Throughout the records below, find the lines with the string "into" and give how many there are, nothing else.

[Source records]
======

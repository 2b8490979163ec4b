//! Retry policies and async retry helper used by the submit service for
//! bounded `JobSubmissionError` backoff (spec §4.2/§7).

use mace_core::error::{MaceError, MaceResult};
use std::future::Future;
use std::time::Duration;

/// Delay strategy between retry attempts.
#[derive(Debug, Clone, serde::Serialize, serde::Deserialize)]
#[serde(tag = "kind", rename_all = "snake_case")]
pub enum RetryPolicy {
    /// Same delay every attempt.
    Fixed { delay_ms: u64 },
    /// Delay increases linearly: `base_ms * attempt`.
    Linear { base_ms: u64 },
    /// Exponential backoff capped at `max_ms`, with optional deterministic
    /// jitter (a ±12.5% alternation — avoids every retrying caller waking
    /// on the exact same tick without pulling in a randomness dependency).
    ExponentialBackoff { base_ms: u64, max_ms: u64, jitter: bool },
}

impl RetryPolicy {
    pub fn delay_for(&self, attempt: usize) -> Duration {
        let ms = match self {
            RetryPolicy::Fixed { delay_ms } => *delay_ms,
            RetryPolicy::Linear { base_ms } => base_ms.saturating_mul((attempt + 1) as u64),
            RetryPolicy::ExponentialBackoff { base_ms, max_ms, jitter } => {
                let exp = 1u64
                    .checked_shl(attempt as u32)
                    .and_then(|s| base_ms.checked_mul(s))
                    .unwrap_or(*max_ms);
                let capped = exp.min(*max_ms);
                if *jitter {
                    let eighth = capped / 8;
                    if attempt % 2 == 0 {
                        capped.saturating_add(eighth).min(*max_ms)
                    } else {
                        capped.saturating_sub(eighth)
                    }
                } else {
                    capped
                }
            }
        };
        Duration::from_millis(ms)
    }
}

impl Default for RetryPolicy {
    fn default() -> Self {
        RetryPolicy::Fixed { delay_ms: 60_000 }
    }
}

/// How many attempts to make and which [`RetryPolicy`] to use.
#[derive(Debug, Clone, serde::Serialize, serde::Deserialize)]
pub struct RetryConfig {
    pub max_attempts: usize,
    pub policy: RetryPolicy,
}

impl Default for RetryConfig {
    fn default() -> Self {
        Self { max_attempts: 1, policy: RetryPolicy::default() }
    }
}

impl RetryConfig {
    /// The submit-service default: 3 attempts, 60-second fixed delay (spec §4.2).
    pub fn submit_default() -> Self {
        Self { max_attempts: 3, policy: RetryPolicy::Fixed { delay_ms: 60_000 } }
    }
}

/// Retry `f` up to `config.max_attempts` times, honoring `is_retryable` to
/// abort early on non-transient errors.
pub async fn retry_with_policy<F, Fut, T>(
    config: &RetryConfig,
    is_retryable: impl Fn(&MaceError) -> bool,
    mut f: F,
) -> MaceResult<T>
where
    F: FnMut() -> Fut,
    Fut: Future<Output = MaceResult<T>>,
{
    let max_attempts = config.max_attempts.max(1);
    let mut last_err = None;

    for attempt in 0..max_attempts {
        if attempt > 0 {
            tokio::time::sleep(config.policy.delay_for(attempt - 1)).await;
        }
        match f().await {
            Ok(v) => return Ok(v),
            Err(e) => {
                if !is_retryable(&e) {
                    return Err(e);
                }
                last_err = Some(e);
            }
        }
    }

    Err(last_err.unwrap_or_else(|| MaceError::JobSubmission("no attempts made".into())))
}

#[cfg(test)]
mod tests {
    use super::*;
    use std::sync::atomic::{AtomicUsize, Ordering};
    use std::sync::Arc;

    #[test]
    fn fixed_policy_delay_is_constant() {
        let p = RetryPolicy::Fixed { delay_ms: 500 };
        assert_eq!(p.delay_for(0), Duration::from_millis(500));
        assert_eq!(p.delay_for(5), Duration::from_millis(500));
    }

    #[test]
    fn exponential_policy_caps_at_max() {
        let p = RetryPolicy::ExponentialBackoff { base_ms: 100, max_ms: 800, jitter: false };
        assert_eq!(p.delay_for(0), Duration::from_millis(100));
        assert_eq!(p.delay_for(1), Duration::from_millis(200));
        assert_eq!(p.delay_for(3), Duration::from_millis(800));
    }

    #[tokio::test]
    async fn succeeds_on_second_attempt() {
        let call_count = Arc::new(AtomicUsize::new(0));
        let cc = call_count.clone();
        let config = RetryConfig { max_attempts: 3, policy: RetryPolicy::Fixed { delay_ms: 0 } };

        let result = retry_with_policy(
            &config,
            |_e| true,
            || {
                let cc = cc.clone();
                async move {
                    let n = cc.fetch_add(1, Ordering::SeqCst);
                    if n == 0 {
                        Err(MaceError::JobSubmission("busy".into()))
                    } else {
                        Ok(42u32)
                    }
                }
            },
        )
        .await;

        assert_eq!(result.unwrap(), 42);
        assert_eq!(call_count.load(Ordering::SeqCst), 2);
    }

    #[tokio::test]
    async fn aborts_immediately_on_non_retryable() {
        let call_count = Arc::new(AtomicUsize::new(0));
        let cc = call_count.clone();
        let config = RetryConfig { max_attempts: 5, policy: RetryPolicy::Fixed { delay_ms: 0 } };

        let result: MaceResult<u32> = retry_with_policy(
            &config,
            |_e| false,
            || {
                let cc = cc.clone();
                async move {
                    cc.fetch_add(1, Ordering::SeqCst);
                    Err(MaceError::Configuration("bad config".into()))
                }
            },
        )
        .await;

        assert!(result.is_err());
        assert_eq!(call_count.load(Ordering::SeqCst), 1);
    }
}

======

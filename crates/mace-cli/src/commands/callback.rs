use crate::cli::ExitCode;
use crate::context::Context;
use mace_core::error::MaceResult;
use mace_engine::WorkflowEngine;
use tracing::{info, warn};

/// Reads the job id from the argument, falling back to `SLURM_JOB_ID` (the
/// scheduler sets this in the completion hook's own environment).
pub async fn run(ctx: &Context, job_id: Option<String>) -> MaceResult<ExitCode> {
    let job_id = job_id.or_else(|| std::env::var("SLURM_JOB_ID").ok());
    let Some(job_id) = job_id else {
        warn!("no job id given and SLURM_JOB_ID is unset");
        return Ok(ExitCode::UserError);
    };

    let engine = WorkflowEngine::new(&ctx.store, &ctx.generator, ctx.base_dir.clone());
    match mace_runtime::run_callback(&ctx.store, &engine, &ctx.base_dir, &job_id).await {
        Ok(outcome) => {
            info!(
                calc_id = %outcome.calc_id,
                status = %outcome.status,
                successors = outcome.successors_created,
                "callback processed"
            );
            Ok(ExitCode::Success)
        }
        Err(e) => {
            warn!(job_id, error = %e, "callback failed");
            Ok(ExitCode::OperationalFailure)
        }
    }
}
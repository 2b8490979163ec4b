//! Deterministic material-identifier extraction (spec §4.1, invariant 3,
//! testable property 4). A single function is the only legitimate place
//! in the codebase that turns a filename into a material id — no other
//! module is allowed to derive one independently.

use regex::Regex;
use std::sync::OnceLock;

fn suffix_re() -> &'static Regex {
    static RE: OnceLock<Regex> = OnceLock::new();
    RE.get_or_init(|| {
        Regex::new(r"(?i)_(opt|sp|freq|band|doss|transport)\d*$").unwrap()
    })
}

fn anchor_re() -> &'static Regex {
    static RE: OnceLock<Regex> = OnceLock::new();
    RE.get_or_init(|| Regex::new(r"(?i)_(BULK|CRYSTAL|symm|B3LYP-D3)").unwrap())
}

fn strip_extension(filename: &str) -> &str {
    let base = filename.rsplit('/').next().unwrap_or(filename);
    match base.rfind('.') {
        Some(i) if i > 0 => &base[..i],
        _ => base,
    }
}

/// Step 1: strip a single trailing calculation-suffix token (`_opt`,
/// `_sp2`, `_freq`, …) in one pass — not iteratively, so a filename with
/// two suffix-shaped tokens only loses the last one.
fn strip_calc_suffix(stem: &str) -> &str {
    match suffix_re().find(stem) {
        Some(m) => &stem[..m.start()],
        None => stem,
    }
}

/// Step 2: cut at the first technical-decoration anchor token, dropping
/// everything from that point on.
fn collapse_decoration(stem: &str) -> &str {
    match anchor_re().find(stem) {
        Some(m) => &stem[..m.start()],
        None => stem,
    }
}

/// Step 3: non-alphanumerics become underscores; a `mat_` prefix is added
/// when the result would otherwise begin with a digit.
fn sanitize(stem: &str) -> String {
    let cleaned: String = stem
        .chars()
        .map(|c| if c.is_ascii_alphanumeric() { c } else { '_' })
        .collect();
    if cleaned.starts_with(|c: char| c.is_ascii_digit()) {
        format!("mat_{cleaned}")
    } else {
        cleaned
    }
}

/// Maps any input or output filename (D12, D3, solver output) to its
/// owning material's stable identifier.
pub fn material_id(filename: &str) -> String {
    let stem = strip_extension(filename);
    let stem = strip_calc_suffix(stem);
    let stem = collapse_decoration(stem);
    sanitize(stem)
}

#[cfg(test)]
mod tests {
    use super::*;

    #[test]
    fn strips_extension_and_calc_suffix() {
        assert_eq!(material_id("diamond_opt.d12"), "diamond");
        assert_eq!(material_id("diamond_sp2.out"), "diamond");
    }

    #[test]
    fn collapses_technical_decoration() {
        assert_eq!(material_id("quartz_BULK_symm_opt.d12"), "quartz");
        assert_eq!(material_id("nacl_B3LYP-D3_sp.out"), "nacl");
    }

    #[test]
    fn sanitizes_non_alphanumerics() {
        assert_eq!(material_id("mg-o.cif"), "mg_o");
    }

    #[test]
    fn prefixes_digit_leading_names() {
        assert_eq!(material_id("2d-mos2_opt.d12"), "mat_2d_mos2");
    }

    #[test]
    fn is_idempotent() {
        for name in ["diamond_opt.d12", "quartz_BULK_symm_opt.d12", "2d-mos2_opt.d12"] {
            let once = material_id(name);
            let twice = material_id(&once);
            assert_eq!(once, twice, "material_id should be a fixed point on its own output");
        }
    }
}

======

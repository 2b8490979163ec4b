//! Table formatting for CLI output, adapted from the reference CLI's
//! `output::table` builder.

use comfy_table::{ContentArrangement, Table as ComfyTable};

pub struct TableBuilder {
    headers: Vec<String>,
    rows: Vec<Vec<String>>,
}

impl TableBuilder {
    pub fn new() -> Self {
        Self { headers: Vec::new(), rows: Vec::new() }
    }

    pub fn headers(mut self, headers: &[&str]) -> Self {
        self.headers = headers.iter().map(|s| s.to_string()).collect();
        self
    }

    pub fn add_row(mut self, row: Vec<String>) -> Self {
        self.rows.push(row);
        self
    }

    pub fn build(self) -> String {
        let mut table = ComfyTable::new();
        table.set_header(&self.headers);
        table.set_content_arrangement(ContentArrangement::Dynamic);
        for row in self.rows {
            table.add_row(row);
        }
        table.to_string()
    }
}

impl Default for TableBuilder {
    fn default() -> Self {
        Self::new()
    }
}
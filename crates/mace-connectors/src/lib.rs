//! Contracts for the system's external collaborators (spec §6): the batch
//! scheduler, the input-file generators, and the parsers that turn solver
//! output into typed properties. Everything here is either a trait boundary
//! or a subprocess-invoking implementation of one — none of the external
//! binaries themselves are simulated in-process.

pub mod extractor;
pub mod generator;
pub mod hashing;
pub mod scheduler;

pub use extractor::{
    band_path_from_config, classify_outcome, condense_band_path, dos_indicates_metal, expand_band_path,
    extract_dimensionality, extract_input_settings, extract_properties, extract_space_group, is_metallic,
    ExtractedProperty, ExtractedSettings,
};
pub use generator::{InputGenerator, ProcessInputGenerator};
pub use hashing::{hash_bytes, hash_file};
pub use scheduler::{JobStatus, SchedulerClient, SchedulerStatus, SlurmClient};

======

[WORKED SOLUTION] 5